Norris clinched his maiden championship with a gutsy and well-measured drive to third in a tense Abu Dhabi finale, but it was an achievement built on a lot more than that one result alone. As Laurence Edmondson wrote on Sunday night, Norris’ victory was the culmination of a season of self-doubt and rebirth, a vindication of the raw openness that he has made his calling card.

Seven-time world champion Lewis Hamilton was one of the drivers to congratulate his fellow countryman in the TV pen on Sunday, shaking his hand and giving him a hug. “I told you you could do it,” the Ferrari driver said. As Norris admitted during his long news conference on Sunday, and as he has time and time again during his career, there have been genuine moments he did not, in fact, believe he could achieve this.

“I think it’s great that people can be showing their vulnerability,” Hamilton told the written press shortly after his moment with Norris in the TV pen. “It’s a real thing in today’s world. It should be taken seriously.”

Norris might well be the most vulnerable champion Formula 1 has ever had. As he echoed the line most synonymous with the famous Frank Sinatra song, there was a subtext to it that went unsaid: He’s done it his way, but he’s done it his way in an environment where that is not the norm. Norris has been one of the grid’s strongest advocates of embracing and acknowledging weakness and imperfection in a cutthroat sporting environment that shuns the idea of both.

It was telling after the race that people talked just as much about Lando Norris the man as they did Lando Norris the driver. Former teammate Carlos Sainz, one half of the popular McLaren partnership dubbed “CarLando” in 2019 and 2020, praised the Brit for staying true to himself through it all.

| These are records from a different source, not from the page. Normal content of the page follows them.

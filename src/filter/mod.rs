use serde::{Deserialize, Serialize};

use crate::error::Result;
use crate::shared::Sample;

mod moving_average;
mod quantize;
mod spike;

pub use moving_average::MovingAverageFilter;
pub use quantize::QuantizeFilter;
pub use spike::SpikeFilter;

// Serializable description of a filter stage, so a pipeline can be
// described in the config file and built at session start.
#[derive(Clone, Debug, PartialEq, Serialize, Deserialize)]
#[serde(tag = "kind", rename_all = "snake_case")]
pub enum FilterSpec {
    Spike { threshold: f32, spike_count_limit: u32 },
    MovingAverage { window: usize },
    Quantize { step: f32, base: f32 },
}

impl FilterSpec {
    pub fn to_filter(&self) -> Result<Box<dyn Filter>> {
        Ok(match self {
            FilterSpec::Spike { threshold, spike_count_limit } => {
                Box::new(SpikeFilter::new(*threshold, *spike_count_limit)?)
            }
            FilterSpec::MovingAverage { window } => Box::new(MovingAverageFilter::new(*window)?),
            FilterSpec::Quantize { step, base } => Box::new(QuantizeFilter::new(*step, *base)?),
        })
    }

    pub fn label(&self) -> String {
        match self {
            FilterSpec::Spike { threshold, spike_count_limit } => {
                format!("Spike({}, {})", threshold, spike_count_limit)
            }
            FilterSpec::MovingAverage { window } => format!("MovingAverage({})", window),
            FilterSpec::Quantize { step, base } => format!("Quantize({}, {})", step, base),
        }
    }
}

/// A per-tick transform of a scalar stream.
///
/// `NoSignal` never turns into a value; what a filter does with its own
/// history on a gap is up to the filter.
pub trait Filter: Send {
    fn smooth(&mut self, sample: Sample) -> Sample;

    /// Forget all history, as if freshly constructed.
    fn reset(&mut self);
}

/// Runs a sample through each stage in order.
pub fn run_chain(chain: &mut [Box<dyn Filter>], sample: Sample) -> Sample {
    chain.iter_mut().fold(sample, |s, f| f.smooth(s))
}
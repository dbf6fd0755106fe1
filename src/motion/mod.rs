mod controller;
pub mod damp;

pub use controller::{MotionController, MotionMode};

“Honesty, very happy for him. I think he’s a great F1 driver. I think unbelievably fast,” Sainz said. “But with his particular way of going about life and things, as much as he’s got criticized a lot during the last few years for being how he is, he’s world champion and everyone can keep dreaming about being F1 world champion while he goes about his own way and does things his own way. So I’m extremely happy for him because he must have felt a lot of pressure over the last few weekends and he managed to pull it off.”

In another interview, Sainz added that Norris won despite not confirming to the stereotype that you need to be “ruthless or badass” to be a champion, while saying that “you can be a world champion while being a nice guy.” There was certainly some truth to that view point.

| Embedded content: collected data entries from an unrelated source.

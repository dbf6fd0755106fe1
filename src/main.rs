mod tui;

use std::fs::File;
use std::path::{Path, PathBuf};
use std::time::{Duration, Instant};

use anyhow::Context;
use crossterm::terminal;
use ratatui::backend::CrosstermBackend;
use ratatui::Terminal;
use voxrunner::config::load_config;
use voxrunner::{Game, SessionState};

use tui::input::InputEvent;

fn main() {
    if let Err(e) = run() {
        eprintln!("Error: {:#}", e);
        std::process::exit(1);
    }
}

// stderr belongs to the terminal UI, so logs go to a file
fn init_logging(dir: &Path, verbose: bool) -> anyhow::Result<()> {
    use simplelog::{Config, LevelFilter, WriteLogger};

    let level = if verbose { LevelFilter::Debug } else { LevelFilter::Info };
    let log_path = dir.join("voxrunner.log");
    let log_file = File::create(&log_path)
        .with_context(|| format!("can't create log file {}", log_path.display()))?;
    WriteLogger::init(level, Config::default(), log_file).context("logger already set")?;
    log::info!("voxrunner starting (log level: {:?})", level);
    Ok(())
}

fn run() -> anyhow::Result<()> {
    let args: Vec<String> = std::env::args().skip(1).collect();
    let verbose = args.iter().any(|a| a == "-v" || a == "--verbose");
    let project_dir: PathBuf = args
        .iter()
        .find(|a| !a.starts_with('-'))
        .map(PathBuf::from)
        .unwrap_or_else(|| std::env::current_dir().unwrap_or_default());

    init_logging(&std::env::temp_dir(), verbose)?;
    let cfg = load_config(&project_dir)
        .with_context(|| format!("bad config in {}", project_dir.display()))?;
    let mut game = Game::new(cfg, rand::random())?;

    terminal::enable_raw_mode()?;
    // Ask for key release events so a note stops when the key goes up.
    // Terminals without support fall back to the hold window in TuiState.
    let _ = crossterm::execute!(
        std::io::stdout(),
        crossterm::event::PushKeyboardEnhancementFlags(
            crossterm::event::KeyboardEnhancementFlags::REPORT_EVENT_TYPES
        )
    );
    let _guard = RawModeGuard; // auto drops when out of scope

    let backend = CrosstermBackend::new(std::io::stdout());
    let mut term = Terminal::new(backend)?;
    term.clear()?;

    let frame_time = Duration::from_millis(16); // ~60fps
    let mut last_tick = Instant::now();
    let mut tui_state = tui::mode::TuiState::default();

    loop {
        let now = Instant::now();
        let hud = game.hud();
        term.draw(|frame| {
            tui::view::render(frame, frame.area(), &hud, &tui_state, game.config(), now);
        })?;

        for event in tui::input::poll_input(frame_time)? {
            match event {
                InputEvent::Quit => {
                    log::info!("quit with score {}", game.session().score());
                    return Ok(());
                }
                InputEvent::StartPress => {
                    if game.session().state() == SessionState::Over {
                        game.restart()?;
                    }
                    if game.session().state() == SessionState::Ready {
                        game.start()?;
                    }
                }
                other => tui_state.apply(other, Instant::now()),
            }
        }

        let now = Instant::now();
        let elapsed = now.duration_since(last_tick).as_secs_f32();
        last_tick = now;
        game.tick(elapsed, || tui_state.estimate(now));

        for event in game.drain_events() {
            tui_state.on_scale_event(event, now);
        }
    }
}

struct RawModeGuard;
impl Drop for RawModeGuard {
    fn drop(&mut self) {
        let _ = crossterm::execute!(
            std::io::stdout(),
            crossterm::event::PopKeyboardEnhancementFlags
        );
        let _ = terminal::disable_raw_mode();
    }
}
// Everything the core can reject happens at construction; ticks never fail.

use thiserror::Error;

pub type Result<T> = std::result::Result<T, ConfigError>;

#[derive(Debug, Error)]
pub enum ConfigError {
    #[error("{field} must be positive (got {value})")]
    NonPositive { field: &'static str, value: f64 },

    #[error("{field} needs min < max (got {min}..{max})")]
    EmptyRange { field: &'static str, min: f64, max: f64 },

    #[error("{field}: {reason}")]
    Invalid { field: &'static str, reason: String },

    #[error("config file error: {0}")]
    Io(#[from] std::io::Error),

    #[error("config parse error: {0}")]
    Json(#[from] serde_json::Error),
}

pub(crate) fn ensure_positive(field: &'static str, value: f64) -> Result<()> {
    // NaN fails this too
    if value > 0.0 {
        Ok(())
    } else {
        log::warn!("rejecting config: {field} = {value}");
        Err(ConfigError::NonPositive { field, value })
    }
}

pub(crate) fn ensure_range(field: &'static str, min: f64, max: f64) -> Result<()> {
    if min < max {
        Ok(())
    } else {
        log::warn!("rejecting config: {field} = {min}..{max}");
        Err(ConfigError::EmptyRange { field, min, max })
    }
}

Norris’ ruthlessness, or a lack thereof, had long been criticized before he wrapped up his first title. This part of his personality has been apparent in a lot of ways this year. One of the remarkable points of 2025 had been the three-way fight between Norris, teammate Oscar Piastri and the now-former world champion Max Verstappen, and how it had stayed relatively good natured through to the end. Each got to the Abu Dhabi finale in very different ways but without, perhaps, some of the animosity that has featured in other noteworthy championship contests in Formula 1.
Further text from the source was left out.